“O God of my praise. Do not be silent.” Psalm 109:1
Waiting for Answers
There are times when it seems like God is silent. No matter how much we pray, how many times we ask Him a question—it’s just quiet. No answers, no understanding, no direction on what to do. I’m going through one of those times right now in regard to something I’m asking the Lord about. I feel the Lord’s closeness, I sense that He’s with me, but there’s silence in regard to what I’m lifting up to Him.
I thought about it a lot on the Silent Saturday of Easter weekend. God was silent that day—all of heaven was silent. But so much was happening. God was preparing to invade history in one of the most powerful examples of His glory. It was the dark and quiet before the dawning of His planned victory for mankind.

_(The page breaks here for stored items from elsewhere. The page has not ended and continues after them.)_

//! # foliar
//!
//! Stamp sequential page numbers ("folios") onto a page range of an existing
//! PDF document. Pages outside the range pass through untouched; each stamped
//! page gets a zero-padded numeral positioned against a chosen corner, in
//! either reading orientation, sized to that page's own dimensions.
//!
//! ## Quick Start
//!
//! ```rust,no_run
//! use foliar::{stamp_pdf_file, Corner, StampOptions};
//! use std::path::Path;
//!
//! # fn main() -> foliar::Result<()> {
//! let options = StampOptions {
//!     start_page: 3,
//!     end_page: Some(5),
//!     corner: Corner::BottomRight,
//!     ..StampOptions::default()
//! };
//!
//! let summary = stamp_pdf_file(
//!     Path::new("input.pdf"),
//!     Path::new("stamped.pdf"),
//!     &options,
//! )?;
//! println!("stamped {} pages", summary.pages_stamped);
//! # Ok(())
//! # }
//! ```
//!
//! With an audit trail, construct a [`FolioStamper`] around a [`FileAuditLog`]:
//!
//! ```rust,no_run
//! use foliar::{FileAuditLog, FolioStamper, StampOptions};
//!
//! let stamper = FolioStamper::new(FileAuditLog::new("logs"));
//! let result = stamper.stamp_file(
//!     "input.pdf".as_ref(),
//!     "stamped.pdf".as_ref(),
//!     &StampOptions::default(),
//! );
//! ```

pub mod audit;
pub mod error;
pub mod overlay;
pub mod range;
pub mod stamp;

pub use audit::{AuditLog, FileAuditLog, NullAuditLog};
pub use error::{Result, StampError};
pub use overlay::{folio_text, Corner, Orientation, POINTS_PER_CM};
pub use range::StampRange;
pub use stamp::{
    inspect, stamp_pdf_file, DocumentInfo, FolioStamper, StampOptions, StampSummary,
};

// The PDF object model is part of the public API (`FolioStamper::stamp_document`).
pub use lopdf;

I’ve been reflecting on all this, and thought I’d share some of the things I’m learning. Although I want (need) answers to something specific, I’m aware that God’s perspective may be so very different than mine:
– He may be working on things to happen or come together before He can show me the way. I couldn’t help but think of how Mary and Martha cried out to Jesus to come when Lazarus needed him. He delayed. He was silent—He didn’t respond. But He was preparing the way for a great miracle!
– He may want to teach me things to prepare me for the answers I need. He’s certainly teaching me more about perseverance!
– He wants me to press into Him more.
– He’s probably getting my heart ready for whatever the answers will be.
– It could be a matter of timing. His ways are perfect, and perfectly timed, so I know He’ll give me the answers when I need them.
Although it may “feel” silent as I call out to Him, He is anything but silent. He is continually speaking! It’s just the one question I’m asking where the silence seems to echo. It’s a pressing question. I can’t help but wonder what God is doing in the interim.
I’ve realized that my responses during this time are very important. I can’t pretend this isn’t happening, so I’ve been asking God how He wants me to respond. I’m reminding myself of what I know I need to do:
– I need to continually choose trust. When it seems like God is silent, the enemy would love to exploit that and work to create mistrust in my heart to the Lord. I choose to speak out my trust to the Lord all through the day.
– I need to examine my heart. Is there anything keeping me from hearing God? Have I been obedient to things He’s already said to me?
– I need to keep talking to the Lord. I need to keep the channels of communication with the Lord active and fully operational! Job understood God’s silence, and yet he kept pressing into God and declaring the truth of who God is.
– I need to dig into the Word more. Often times that’s how God speaks to us, so I need to read what He’s already said!
– I need to check my attitude. I can’t demand that God speak. All I can do is ask. He doesn’t owe me anything. His speaking to me is a precious gift.
– I need to build my faith in this time by recounting the many ways He’s spoken to me in the past! When I do that, my heart overflows in worship for His goodness and faithfulness in speaking so clearly and personally in previous seasons.
– I need to listen carefully. God may speak to me in new ways that I’m not used to.
“Father, we know You waste nothing in our lives. You always have a plan for good. Thank You.”